The volatility of long-term or perpetual bond prices points to one of the reasons that some of the most notable issuance are from niche, municipal borrowers. For nation states, they have rarely made sense as investor demand could waver significantly.
War bonds
The two world wars saw governments around the globe issue vast amounts of debt marketed to their own citizens. Households were urged, among other things, to buy bonds ‘for victory’. Some of these were designed as perpetual or ultra-long obligations, especially when governments could not predict how long the conflict would last.
But not all promises survived the test of time. The hyperinflation of Germany’s Weimar Republic effectively erased war bondholders’ investments following World War One. During the American Civil War, the Confederate States issued bonds to fund their war effort. Printed on ornate paper, some were backed by the value of cotton exports, an asset that became untradeable under Union blockade. When the Confederacy collapsed, the bonds became worthless. Today they are popular among collectors, often fetching hundreds of dollars at auction.
Scripophily
Scripophily – the study and collection of stock and bond certificates – has grown into a niche market. During the nineteenth and early twentieth centuries, governments and corporations issued bonds with intricate engraved designs. Goddesses representing industry and commerce, steam locomotives forging ahead, or portraits of monarchs framed by baroque flourishes. The visual language was deliberate, designed to inspire confidence.

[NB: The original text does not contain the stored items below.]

//! Message types and control item codes.
//!
//! The message type lives in the top 3 bits of the header, so all eight
//! values are defined and conversion from the wire never fails.

use std::fmt;
use std::hash::{Hash, Hasher};

/// Frame type carried in the header.
#[derive(Debug, Clone, Copy, PartialEq, Eq, Hash)]
pub enum MessageType {
    /// Host asks the receiver to set a control item.
    SetControlItem,
    /// Receiver reports the current value of a control item.
    CurrentControlItem,
    /// Receiver reports the valid range of a control item.
    ControlItemRange,
    /// Receiver acknowledges a control item.
    Ack,
    DataItem0,
    DataItem1,
    DataItem2,
    DataItem3,
}

impl MessageType {
    /// All data-item types, indexed by stream number.
    pub const DATA_ITEMS: [MessageType; 4] = [
        MessageType::DataItem0,
        MessageType::DataItem1,
        MessageType::DataItem2,
        MessageType::DataItem3,
    ];

    /// Build from the 3-bit wire value. Higher bits are ignored.
    pub fn from_bits(bits: u8) -> Self {
        match bits & 0x07 {
            0 => MessageType::SetControlItem,
            1 => MessageType::CurrentControlItem,
            2 => MessageType::ControlItemRange,
            3 => MessageType::Ack,
            4 => MessageType::DataItem0,
            5 => MessageType::DataItem1,
            6 => MessageType::DataItem2,
            _ => MessageType::DataItem3,
        }
    }

    /// The 3-bit wire value.
    pub fn bits(self) -> u8 {
        match self {
            MessageType::SetControlItem => 0,
            MessageType::CurrentControlItem => 1,
            MessageType::ControlItemRange => 2,
            MessageType::Ack => 3,
            MessageType::DataItem0 => 4,
            MessageType::DataItem1 => 5,
            MessageType::DataItem2 => 6,
            MessageType::DataItem3 => 7,
        }
    }

    /// True for the four streaming types.
    pub fn is_data_item(self) -> bool {
        self.data_stream_index().is_some()
    }

    /// True for types that carry an item code after the header.
    pub fn is_control(self) -> bool {
        !self.is_data_item()
    }

    /// Stream number (0..=3) for data-item types.
    pub fn data_stream_index(self) -> Option<usize> {
        match self {
            MessageType::DataItem0 => Some(0),
            MessageType::DataItem1 => Some(1),
            MessageType::DataItem2 => Some(2),
            MessageType::DataItem3 => Some(3),
            _ => None,
        }
    }

    /// Human-readable name.
    pub fn name(self) -> &'static str {
        match self {
            MessageType::SetControlItem => "SetControlItem",
            MessageType::CurrentControlItem => "CurrentControlItem",
            MessageType::ControlItemRange => "ControlItemRange",
            MessageType::Ack => "Ack",
            MessageType::DataItem0 => "DataItem0",
            MessageType::DataItem1 => "DataItem1",
            MessageType::DataItem2 => "DataItem2",
            MessageType::DataItem3 => "DataItem3",
        }
    }
}

impl fmt::Display for MessageType {
    fn fmt(&self, f: &mut fmt::Formatter<'_>) -> fmt::Result {
        f.write_str(self.name())
    }
}

/// Device parameter addressed by a control-item frame.
///
/// Codes compare and hash by wire value, so `Unknown(0x0018)` equals
/// `ReceiverState`. [`from_u16`](Self::from_u16) always yields the named
/// variant.
#[derive(Debug, Clone, Copy)]
pub enum ControlItemCode {
    /// Reported for data-item frames, which carry no item code.
    None,
    ReceiverState,
    ReceiverFrequency,
    RFFilter,
    ADModes,
    IQOutputDataSampleRate,
    /// A code this crate does not name. Kept verbatim.
    Unknown(u16),
}

impl ControlItemCode {
    /// Named codes, in wire-value order.
    pub const KNOWN: [ControlItemCode; 5] = [
        ControlItemCode::ReceiverState,
        ControlItemCode::ReceiverFrequency,
        ControlItemCode::RFFilter,
        ControlItemCode::ADModes,
        ControlItemCode::IQOutputDataSampleRate,
    ];

    pub fn from_u16(value: u16) -> Self {
        match value {
            0x0000 => ControlItemCode::None,
            0x0018 => ControlItemCode::ReceiverState,
            0x0020 => ControlItemCode::ReceiverFrequency,
            0x0044 => ControlItemCode::RFFilter,
            0x008A => ControlItemCode::ADModes,
            0x00B8 => ControlItemCode::IQOutputDataSampleRate,
            other => ControlItemCode::Unknown(other),
        }
    }

    pub fn to_u16(self) -> u16 {
        match self {
            ControlItemCode::None => 0x0000,
            ControlItemCode::ReceiverState => 0x0018,
            ControlItemCode::ReceiverFrequency => 0x0020,
            ControlItemCode::RFFilter => 0x0044,
            ControlItemCode::ADModes => 0x008A,
            ControlItemCode::IQOutputDataSampleRate => 0x00B8,
            ControlItemCode::Unknown(value) => value,
        }
    }

    /// The named variant for this wire value, if there is one.
    pub fn canonical(self) -> Self {
        Self::from_u16(self.to_u16())
    }

    /// Human-readable name. Unknown codes render as `Unknown`.
    pub fn name(self) -> &'static str {
        match self.canonical() {
            ControlItemCode::None => "None",
            ControlItemCode::ReceiverState => "ReceiverState",
            ControlItemCode::ReceiverFrequency => "ReceiverFrequency",
            ControlItemCode::RFFilter => "RFFilter",
            ControlItemCode::ADModes => "ADModes",
            ControlItemCode::IQOutputDataSampleRate => "IQOutputDataSampleRate",
            ControlItemCode::Unknown(_) => "Unknown",
        }
    }

    /// Look up a named code, case-insensitively.
    pub fn from_name(name: &str) -> Option<Self> {
        Self::KNOWN
            .into_iter()
            .chain(std::iter::once(ControlItemCode::None))
            .find(|code| code.name().eq_ignore_ascii_case(name))
    }
}

impl PartialEq for ControlItemCode {
    fn eq(&self, other: &Self) -> bool {
        self.to_u16() == other.to_u16()
    }
}

impl Eq for ControlItemCode {}

impl Hash for ControlItemCode {
    fn hash<H: Hasher>(&self, state: &mut H) {
        self.to_u16().hash(state);
    }
}

impl fmt::Display for ControlItemCode {
    fn fmt(&self, f: &mut fmt::Formatter<'_>) -> fmt::Result {
        match self.canonical() {
            ControlItemCode::Unknown(value) => write!(f, "Unknown(0x{value:04X})"),
            known => f.write_str(known.name()),
        }
    }
}

#[cfg(test)]
mod tests {
    use super::*;

    #[test]
    fn message_type_bits_cover_all_values() {
        for bits in 0u8..8 {
            assert_eq!(MessageType::from_bits(bits).bits(), bits);
        }
    }

    #[test]
    fn from_bits_ignores_high_bits() {
        assert_eq!(MessageType::from_bits(0b1111_1011), MessageType::Ack);
    }

    #[test]
    fn data_items_are_indexed_by_stream() {
        for (index, msg_type) in MessageType::DATA_ITEMS.iter().enumerate() {
            assert!(msg_type.is_data_item());
            assert_eq!(msg_type.data_stream_index(), Some(index));
        }
        assert!(MessageType::Ack.is_control());
        assert!(MessageType::ControlItemRange.is_control());
        assert_eq!(MessageType::SetControlItem.data_stream_index(), None);
    }

    #[test]
    fn known_item_codes_keep_wire_values() {
        assert_eq!(ControlItemCode::ReceiverState.to_u16(), 0x0018);
        assert_eq!(ControlItemCode::RFFilter.to_u16(), 0x0044);
        for code in ControlItemCode::KNOWN {
            assert_eq!(ControlItemCode::from_u16(code.to_u16()), code);
        }
    }

    #[test]
    fn unknown_item_code_is_preserved() {
        let code = ControlItemCode::from_u16(0x1234);
        assert_eq!(code, ControlItemCode::Unknown(0x1234));
        assert_eq!(code.to_u16(), 0x1234);
        assert_eq!(code.to_string(), "Unknown(0x1234)");
    }

    #[test]
    fn unknown_holding_a_named_value_is_that_code() {
        use std::collections::HashSet;

        let alias = ControlItemCode::Unknown(0x0018);
        assert_eq!(alias, ControlItemCode::ReceiverState);
        assert_eq!(alias.canonical(), ControlItemCode::ReceiverState);
        assert!(matches!(alias.canonical(), ControlItemCode::ReceiverState));
        assert_eq!(alias.name(), "ReceiverState");
        assert_eq!(alias.to_string(), "ReceiverState");
        assert_eq!(ControlItemCode::Unknown(0), ControlItemCode::None);
        assert_ne!(ControlItemCode::Unknown(0x0019), ControlItemCode::ReceiverState);

        let codes: HashSet<_> = [alias, ControlItemCode::ReceiverState].into_iter().collect();
        assert_eq!(codes.len(), 1);
    }

    #[test]
    fn item_code_lookup_by_name() {
        assert_eq!(
            ControlItemCode::from_name("receiverstate"),
            Some(ControlItemCode::ReceiverState)
        );
        assert_eq!(ControlItemCode::from_name("bogus"), None);
    }
}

Today these pieces of paper survive as art and artefact. Confederate war bonds are prized for their calligraphy and symbolism. Russian imperial bonds, ditched by the Bolsheviks, are popular among French collectors whose aforementioned ancestors once held them as genuine investments. Old railroad and canal bonds circulate, sometimes fetching more than their original face value.
Worth the paper its printed on
Investors have always been drawn to the idea of a ‘forever income’. Who wouldn’t be? Perpetual bonds promise a scintilla of immortality in a world of grinding uncertainty. They appeal to dynasties and institutions that think in centuries rather than financial quarters. Universities, insurers, and churches historically favoured perpetual annuities as assets that could underpin endowments or charitable works.
Yet this edge can become a trap. Inflation steadily erodes fixed coupons. What seemed like a reliable stream of guilders or pounds or dollars in one century can become pocket change in the next. Yale’s collection of a few euros on its 17th-century bond is testament to that paradox. A historical curio, honoured faithfully, yet worth almost nothing in real terms.